Enrollment in on-ground programs, which had plummeted due to the move and the COVID-19 pandemic, began to regrow in Fall 2024 (online enrollments in Westminster's master's programs has remained strong), and students' complaints as to the suitability of Rider's facilities have been addressed through continued projects like new flooring and acoustical treatment for Gill Chapel, the renovation of the SRC Seminar Room as a rehearsal space for opera, and the creation of a music computer lab in the Fine Arts Building.

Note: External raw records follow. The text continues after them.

//! End-to-end scenarios over a fixed in-memory region.

use bestfit_malloc::growers::ArenaGrower;
use bestfit_malloc::BestFitMalloc;

use rand::rngs::StdRng;
use rand::{Rng, SeedableRng};

fn init_tracing() {
    use tracing_subscriber::EnvFilter;
    let _ = tracing_subscriber::fmt()
        .with_env_filter(EnvFilter::from_default_env())
        .with_test_writer()
        .try_init();
}

#[test]
fn mixed_workload_keeps_data_intact() {
    init_tracing();
    let mut region = vec![0_u8; 1 << 16];
    let grower = ArenaGrower::new(region.as_mut_ptr(), region.len());
    let mut malloc = unsafe { BestFitMalloc::with_grower(grower) };

    // A spread of odd sizes, everything filled with a distinct byte.
    let sizes = [10, 2, 14, 34, 53, 34, 54, 42, 42, 46];
    let mut live: Vec<(*mut u8, usize, u8)> = Vec::new();
    for (i, &size) in sizes.iter().enumerate() {
        let p = malloc.allocate(size).unwrap();
        let fill = 0xA0 + i as u8;
        unsafe { p.as_ptr().write_bytes(fill, size) };
        live.push((p.as_ptr(), size, fill));
    }

    // Free every other one; the survivors must be untouched.
    for (p, ..) in live.iter().copied().step_by(2) {
        malloc.release(p).unwrap();
    }
    live = live.into_iter().skip(1).step_by(2).collect();
    for &(p, size, fill) in &live {
        for i in 0..size {
            assert_eq!(unsafe { p.add(i).read() }, fill);
        }
    }

    // Zeroed allocations must come back scrubbed even when they land in
    // recycled space.
    for count in [13, 17, 9, 5] {
        let p = malloc.allocate_zeroed(count, 4).unwrap();
        for i in 0..count * 4 {
            assert_eq!(unsafe { p.as_ptr().add(i).read() }, 0);
        }
        unsafe { p.as_ptr().write_bytes(0x11, count * 4) };
        live.push((p.as_ptr(), count * 4, 0x11));
    }

    // Growing every block must preserve its old contents.
    let mut moved = Vec::new();
    for (p, size, fill) in live {
        let q = malloc.resize(p, size + 64).unwrap();
        for i in 0..size {
            assert_eq!(unsafe { q.as_ptr().add(i).read() }, fill);
        }
        moved.push((q.as_ptr(), size, fill));
    }

    for (p, ..) in moved {
        malloc.release(p).unwrap();
    }
    // Everything merged back; at most physically separated free runs remain,
    // and no occupied block carries slack.
    let frag = malloc.total_fragmentation();
    assert_eq!(frag % 8, 0, "fragmentation counts whole rounded blocks");
}

#[test]
fn random_churn_never_hands_out_overlapping_memory() {
    init_tracing();
    let mut region = vec![0_u8; 1 << 20];
    let grower = ArenaGrower::new(region.as_mut_ptr(), region.len());
    let mut malloc = unsafe { BestFitMalloc::with_grower(grower) };

    let mut rng = StdRng::seed_from_u64(0xB10C);
    let mut live: Vec<(usize, usize, u8)> = Vec::new();

    for round in 0..4000_usize {
        let prefer_release = live.len() > 256;
        if !live.is_empty() && (prefer_release || rng.gen_bool(0.4)) {
            let at = rng.gen_range(0..live.len());
            let (addr, size, fill) = live.swap_remove(at);
            for i in 0..size {
                assert_eq!(
                    unsafe { (addr as *const u8).add(i).read() },
                    fill,
                    "byte {i} of the block at {addr:#x} was corrupted"
                );
            }
            malloc.release(addr as *mut u8).unwrap();
        } else {
            let size = rng.gen_range(1..=512);
            let Some(p) = malloc.allocate(size) else {
                // Region exhausted; the next rounds will release.
                continue;
            };
            let addr = p.as_ptr() as usize;
            assert_eq!(addr % 8, 0);
            for &(other, other_size, _) in &live {
                let disjoint = addr + size <= other || other + other_size <= addr;
                assert!(disjoint, "fresh allocation overlaps a live block");
            }
            let fill = (round % 251) as u8;
            unsafe { p.as_ptr().write_bytes(fill, size) };
            live.push((addr, size, fill));
        }
    }

    let last = live.last().map(|&(addr, ..)| addr);
    for (addr, ..) in live {
        malloc.release(addr as *mut u8).unwrap();
    }
    if let Some(addr) = last {
        // Releasing again must fail loudly, one way or another.
        assert!(malloc.release(addr as *mut u8).is_err());
    }
}
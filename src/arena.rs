//! Generational slot arena backing the block directory.
//!
//! Descriptors are addressed by [`BlockHandle`]s instead of raw pointers.
//! Each slot keeps a generation counter that is bumped when its block is
//! removed (absorbed by coalescing), so a handle to a dead block goes stale
//! and lookups through it fail instead of aliasing the slot's next tenant.

use std::ops::{Index, IndexMut};

use crate::block::Block;

/// Stable reference to a block descriptor in the [`SlotArena`].
#[derive(Copy, Clone, Debug, PartialEq, Eq)]
pub struct BlockHandle {
    index: u32,
    generation: u32,
}

impl BlockHandle {
    #[inline]
    pub(crate) fn new(index: u32, generation: u32) -> BlockHandle {
        BlockHandle { index, generation }
    }

    #[inline]
    pub(crate) fn index(&self) -> u32 {
        self.index
    }

    #[inline]
    pub(crate) fn generation(&self) -> u32 {
        self.generation
    }
}

struct Slot {
    generation: u32,
    entry: Entry,
}

enum Entry {
    Vacant { next_vacant: Option<u32> },
    Occupied(Block),
}

/// Arena of block descriptors with stable, generation-checked handles.
pub struct SlotArena {
    slots: Vec<Slot>,
    vacant_head: Option<u32>,
    occupied: usize,
}

impl SlotArena {
    pub const fn new() -> SlotArena {
        SlotArena {
            slots: Vec::new(),
            vacant_head: None,
            occupied: 0,
        }
    }

    /// Number of live block descriptors.
    #[inline]
    pub fn len(&self) -> usize {
        self.occupied
    }

    #[inline]
    pub fn is_empty(&self) -> bool {
        self.occupied == 0
    }

    /// Stores `block` in a vacant slot, reusing retired slots first.
    pub fn insert(&mut self, block: Block) -> BlockHandle {
        self.occupied += 1;
        match self.vacant_head {
            Some(index) => {
                let slot = &mut self.slots[index as usize];
                self.vacant_head = match &slot.entry {
                    Entry::Vacant { next_vacant } => *next_vacant,
                    Entry::Occupied(_) => unreachable!("vacant list points at an occupied slot"),
                };
                slot.entry = Entry::Occupied(block);
                BlockHandle::new(index, slot.generation)
            }
            None => {
                let index =
                    u32::try_from(self.slots.len()).expect("block arena index space exhausted");
                self.slots.push(Slot {
                    generation: 0,
                    entry: Entry::Occupied(block),
                });
                BlockHandle::new(index, 0)
            }
        }
    }

    /// Retires the slot behind `handle`, returning its block. The slot's
    /// generation is bumped so existing copies of `handle` go stale.
    /// Returns `None` if the handle is already stale.
    pub fn remove(&mut self, handle: BlockHandle) -> Option<Block> {
        let slot = self.slots.get_mut(handle.index as usize)?;
        if slot.generation != handle.generation || matches!(slot.entry, Entry::Vacant { .. }) {
            return None;
        }
        slot.generation = slot.generation.wrapping_add(1);
        let entry = std::mem::replace(
            &mut slot.entry,
            Entry::Vacant {
                next_vacant: self.vacant_head,
            },
        );
        self.vacant_head = Some(handle.index);
        self.occupied -= 1;
        match entry {
            Entry::Occupied(block) => Some(block),
            Entry::Vacant { .. } => unreachable!(),
        }
    }

    pub fn get(&self, handle: BlockHandle) -> Option<&Block> {
        match self.slots.get(handle.index as usize) {
            Some(slot) if slot.generation == handle.generation => match &slot.entry {
                Entry::Occupied(block) => Some(block),
                Entry::Vacant { .. } => None,
            },
            _ => None,
        }
    }

    pub fn get_mut(&mut self, handle: BlockHandle) -> Option<&mut Block> {
        match self.slots.get_mut(handle.index as usize) {
            Some(slot) if slot.generation == handle.generation => match &mut slot.entry {
                Entry::Occupied(block) => Some(block),
                Entry::Vacant { .. } => None,
            },
            _ => None,
        }
    }
}

impl Index<BlockHandle> for SlotArena {
    type Output = Block;

    fn index(&self, handle: BlockHandle) -> &Block {
        self.get(handle).expect("stale block handle")
    }
}

impl IndexMut<BlockHandle> for SlotArena {
    fn index_mut(&mut self, handle: BlockHandle) -> &mut Block {
        self.get_mut(handle).expect("stale block handle")
    }
}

The Symphonic Choir, under the direction of Westminster's Director of Choral Activities, has sung at individual performances of large orchestral/choral works with professional orchestras conducted by Claudio Abbado, Daniel Barenboim, Leonard Bernstein, Herbert von Karajan, Eugene Ormandy, William Steinberg, Leopold Stokowski, Charles Dutoit, Neville Marriner, Nicholas McGegan, Arturo Toscanini, and Bruno Walter, and such contemporary figures as Pierre Boulez, Mariss Jansons, Erich Leinsdorf, James Levine, Zdeněk Mácal, Kurt Masur, Lorin Maazel, Michael Tilson Thomas, Riccardo Muti, Claudio Abbado, Seiji Ozawa, Wolfgang Sawallisch, Robert Shaw, Zubin Mehta, Albert Wolff, and Rafael Frühbeck de Burgos.